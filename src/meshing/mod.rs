//! Terrain mesh construction
//!
//! Pure data transforms: a height map goes in, an indexed triangle mesh with
//! seam-stitched borders comes out. No engine types and no shared state, so
//! builds can run on any worker thread.

mod generator;
mod mesh_data;

pub use generator::generate_terrain_mesh;
pub use mesh_data::{TerrainMesh, Vertex};

use crate::settings::skip_increment;

/// Exact number of vertices `generate_terrain_mesh` emits for an indexed
/// (smooth-shaded) mesh. Useful for preallocating GPU buffers; flat-shaded
/// meshes hold `3 * expected_triangle_count` vertices instead.
pub fn expected_vertex_count(num_verts_per_line: u32, lod: u32) -> usize {
    let n = num_verts_per_line;
    let skip = skip_increment(lod);
    let num_mesh_edge_vertices = (n - 2) * 4 - 4;
    let num_edge_connection_vertices = (skip - 1) * (n - 5) / skip * 4;
    let num_main_verts_per_line = (n - 5) / skip + 1;
    (num_mesh_edge_vertices + num_edge_connection_vertices + num_main_verts_per_line * num_main_verts_per_line)
        as usize
}

/// Exact number of triangles `generate_terrain_mesh` emits to the renderable
/// index buffer (out-of-mesh skirt triangles excluded).
pub fn expected_triangle_count(num_verts_per_line: u32, lod: u32) -> usize {
    let n = num_verts_per_line;
    let skip = skip_increment(lod);
    let num_mesh_edge_triangles = 8 * (n - 4);
    let num_main_verts_per_line = (n - 5) / skip + 1;
    let num_main_triangles = (num_main_verts_per_line - 1) * (num_main_verts_per_line - 1) * 2;
    (num_mesh_edge_triangles + num_main_triangles) as usize
}

#[cfg(test)]
mod tests {
    use super::*;

    #[test]
    fn test_closed_form_counts_full_resolution() {
        // 11 lines: 9x9 indexed vertices, (9-1)^2 * 2 triangles.
        assert_eq!(expected_vertex_count(11, 0), 81);
        assert_eq!(expected_triangle_count(11, 0), 128);
    }

    #[test]
    fn test_closed_form_counts_coarse() {
        assert_eq!(expected_vertex_count(13, 1), 81);
        assert_eq!(expected_triangle_count(13, 1), 104);
        // 968 edge + 840 connection + 31^2 main vertices at stride 8.
        assert_eq!(expected_vertex_count(245, 4), 968 + 840 + 961);
    }
}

────────────────

▶ _The problem_: Could you transcribe the entries above word for word, from the line with "(num_mesh_edge_vertices + num_edge_connection_vertices" down to the line with "expected_triangle_count(num_verts_per_line: u32, lod: u32)", keeping both?

▶ _Answer box_:
    (num_mesh_edge_vertices + num_edge_connection_vertices + num_main_verts_per_line * num_main_verts_per_line)
        as usize
}

/// Exact number of triangles `generate_terrain_mesh` emits to the renderable
/// index buffer (out-of-mesh skirt triangles excluded).
pub fn expected_triangle_count(num_verts_per_line: u32, lod: u32) -> usize {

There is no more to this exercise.